Anna Cavanagh, Elizabeth Wiese-Batista, Christian Lachal, Thierry Baubet and Marie Rose Moro

Countertransference in Trauma Therapy

Background: Trauma is perceived as a highly subjective experience depending on personal resources and resilience. The therapeutic relationship in trauma psychotherapy seems to be a special one due to the powerful, emotional charged process of revealing and working with memories of traumatic experiences. This qualitative study explored the countertransference in trauma therapy by means of applying a special protocol in interviewing therapists from various cultural backgrounds.
Methods: Seven trauma therapists were interviewed following a specific in-depth protocol where the method of emergent scenarios was applied. In this method, the therapist describes a client’s traumatic event, thereby triggering various countertransference responses, which are registered and analysed in clusters.
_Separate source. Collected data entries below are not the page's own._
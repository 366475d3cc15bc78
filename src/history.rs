//! History of loaded configurations.
//!
//! Every successful load appends an entry; entries are never edited except
//! for their display name. The list is persisted as one JSON array under a
//! single store key and rewritten in full on every change.

use crate::models::MatrixConfig;
use crate::store::{KeyValueStore, StoreError};
use serde::{Deserialize, Serialize};
use std::time::{SystemTime, UNIX_EPOCH};

/// Default store key for the history list.
pub const HISTORY_KEY: &str = "pixelMatrixHistory";

/// A named snapshot of a loaded configuration.
#[derive(Debug, Clone, PartialEq, Serialize, Deserialize)]
pub struct HistoryEntry {
    /// Millisecond timestamp as a string, unique within the history
    pub id: String,
    /// User-editable display name
    pub name: String,
    /// The full document that was loaded
    pub config: MatrixConfig,
    /// Epoch milliseconds when the entry was created
    pub timestamp: u64,
}

/// The ordered list of history entries.
#[derive(Debug, Clone, Default, PartialEq)]
pub struct History {
    entries: Vec<HistoryEntry>,
}

impl History {
    pub fn new() -> Self {
        Self::default()
    }

    /// Read the history from `store`.
    ///
    /// A missing value is an empty history. A value that does not parse is
    /// logged and also treated as empty, so a corrupt store never blocks
    /// startup.
    pub fn load(store: &dyn KeyValueStore, key: &str) -> Result<Self, StoreError> {
        let Some(raw) = store.get(key)? else {
            return Ok(Self::new());
        };

        match serde_json::from_str::<Vec<HistoryEntry>>(&raw) {
            Ok(entries) => {
                log::debug!("loaded {} history entries", entries.len());
                Ok(Self { entries })
            }
            Err(e) => {
                log::warn!("ignoring unreadable history under '{}': {}", key, e);
                Ok(Self::new())
            }
        }
    }

    /// Overwrite the stored history with this list.
    pub fn save(&self, store: &mut dyn KeyValueStore, key: &str) -> Result<(), StoreError> {
        let json = serde_json::to_string(&self.entries)?;
        store.set(key, &json)
    }

    /// Append a snapshot of `config` created at `timestamp` (epoch millis).
    pub fn append(&mut self, config: MatrixConfig, timestamp: u64) -> &HistoryEntry {
        let mut id = timestamp;
        while self.entries.iter().any(|e| e.id == id.to_string()) {
            id += 1;
        }

        let name = format!("Config {}", self.entries.len() + 1);
        self.entries.push(HistoryEntry { id: id.to_string(), name, config, timestamp });
        &self.entries[self.entries.len() - 1]
    }

    /// Rename an entry. Returns `false` if no entry has `id`.
    pub fn rename(&mut self, id: &str, name: &str) -> bool {
        match self.entries.iter_mut().find(|e| e.id == id) {
            Some(entry) => {
                entry.name = name.to_string();
                true
            }
            None => false,
        }
    }

    pub fn get(&self, id: &str) -> Option<&HistoryEntry> {
        self.entries.iter().find(|e| e.id == id)
    }

    pub fn entries(&self) -> &[HistoryEntry] {
        &self.entries
    }

    pub fn len(&self) -> usize {
        self.entries.len()
    }

    pub fn is_empty(&self) -> bool {
        self.entries.is_empty()
    }
}

/// Current time in epoch milliseconds.
pub fn now_millis() -> u64 {
    SystemTime::now().duration_since(UNIX_EPOCH).map(|d| d.as_millis() as u64).unwrap_or_default()
}
//! Render and paint command implementations

use std::path::Path;
use std::process::ExitCode;

use crate::config::SettingsOverrides;
use crate::engine::{MatrixEditor, PaintOutcome};
use crate::output::{export_path, save_png};
use crate::view::ViewMode;

use super::{load_input, resolve_settings, scratch_editor, EXIT_ERROR, EXIT_SUCCESS};

/// Execute the render command
pub fn run_render(
    input: &Path,
    output: Option<&Path>,
    config: Option<&Path>,
    overrides: &SettingsOverrides,
    preview: bool,
    zoom: f32,
    strict: bool,
) -> ExitCode {
    let mut editor = match prepare(input, config, overrides, preview) {
        Ok(e) => e,
        Err(code) => return code,
    };
    editor.set_scale(zoom);

    export(&editor, output, strict)
}

/// Execute the paint command: apply each paint action in order, then export
pub fn run_paint(
    input: &Path,
    color: &str,
    at: &[(usize, usize)],
    output: Option<&Path>,
    config: Option<&Path>,
    overrides: &SettingsOverrides,
    preview: bool,
) -> ExitCode {
    let mut editor = match prepare(input, config, overrides, preview) {
        Ok(e) => e,
        Err(code) => return code,
    };

    // A literal palette color wins over a key with the same spelling
    if editor.palette().key_for_color(color).is_some() || !editor.select_key(color) {
        editor.select_color(Some(color));
    }

    for &(row, col) in at {
        match editor.paint(row, col) {
            PaintOutcome::Ignored(reason) => {
                eprintln!("Warning: paint at {},{} ignored: {:?}", row, col, reason)
            }
            PaintOutcome::Recolored => eprintln!("Painted {},{}", row, col),
            PaintOutcome::Filled { cells } => {
                eprintln!("Filled {} cell(s) from {},{}", cells, row, col)
            }
        }
    }

    export(&editor, output, false)
}

fn prepare(
    input: &Path,
    config: Option<&Path>,
    overrides: &SettingsOverrides,
    preview: bool,
) -> Result<MatrixEditor, ExitCode> {
    let settings = resolve_settings(config, overrides)?;
    let mut editor = scratch_editor(&settings)?;
    load_input(&mut editor, input)?;
    if preview {
        editor.set_mode(ViewMode::Preview);
    }
    Ok(editor)
}

fn export(editor: &MatrixEditor, output: Option<&Path>, strict: bool) -> ExitCode {
    let (image, warnings) = editor.render();
    for warning in &warnings {
        eprintln!("Warning: {}", warning.message);
    }
    if strict && !warnings.is_empty() {
        eprintln!("Error: {} warning(s) in strict mode", warnings.len());
        return ExitCode::from(EXIT_ERROR);
    }

    let path = export_path(output);
    match save_png(&image, &path) {
        Ok(()) => {
            println!("Saved: {}", path.display());
            ExitCode::from(EXIT_SUCCESS)
        }
        Err(e) => {
            eprintln!("Error: Failed to save '{}': {}", path.display(), e);
            ExitCode::from(EXIT_ERROR)
        }
    }
}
Results: Participants indicated the exceptional use of defence mechanisms, such as minimisation of the clients’ traumatic stories and the presence of reactions such as: affective disconnection, absorption by the scene, use of metaphors, being invaded by the scene, identification with specific feelings, blank-out, confusion of feelings, dreaming and emergent scenario’s appearance. The findings indicated that therapists, who have experienced trauma in their life course and/or genealogy, showed stronger countertransference emotions and reactions. Therapists who did not experience trauma and who were still in the beginning of their career, showed relatively low emotional and physical countertransference responses. The therapists indicated the application of self-healing and other coping strategies to deal with the countertransference feelings and reactions.
Conclusions: The vivid descriptions of the participants gave deep insights into and highlighted the specificity of the therapeutic relationship in trauma therapy. This was presented in the stories of the therapists, which reflected personal aspects of their life experiences. Several participants mentioned silence surrounding personal trauma posed major challenges in trauma therapy. Moreover, the therapists indicated several measures to deal with countertransference issues, such as supervision, specialization and support.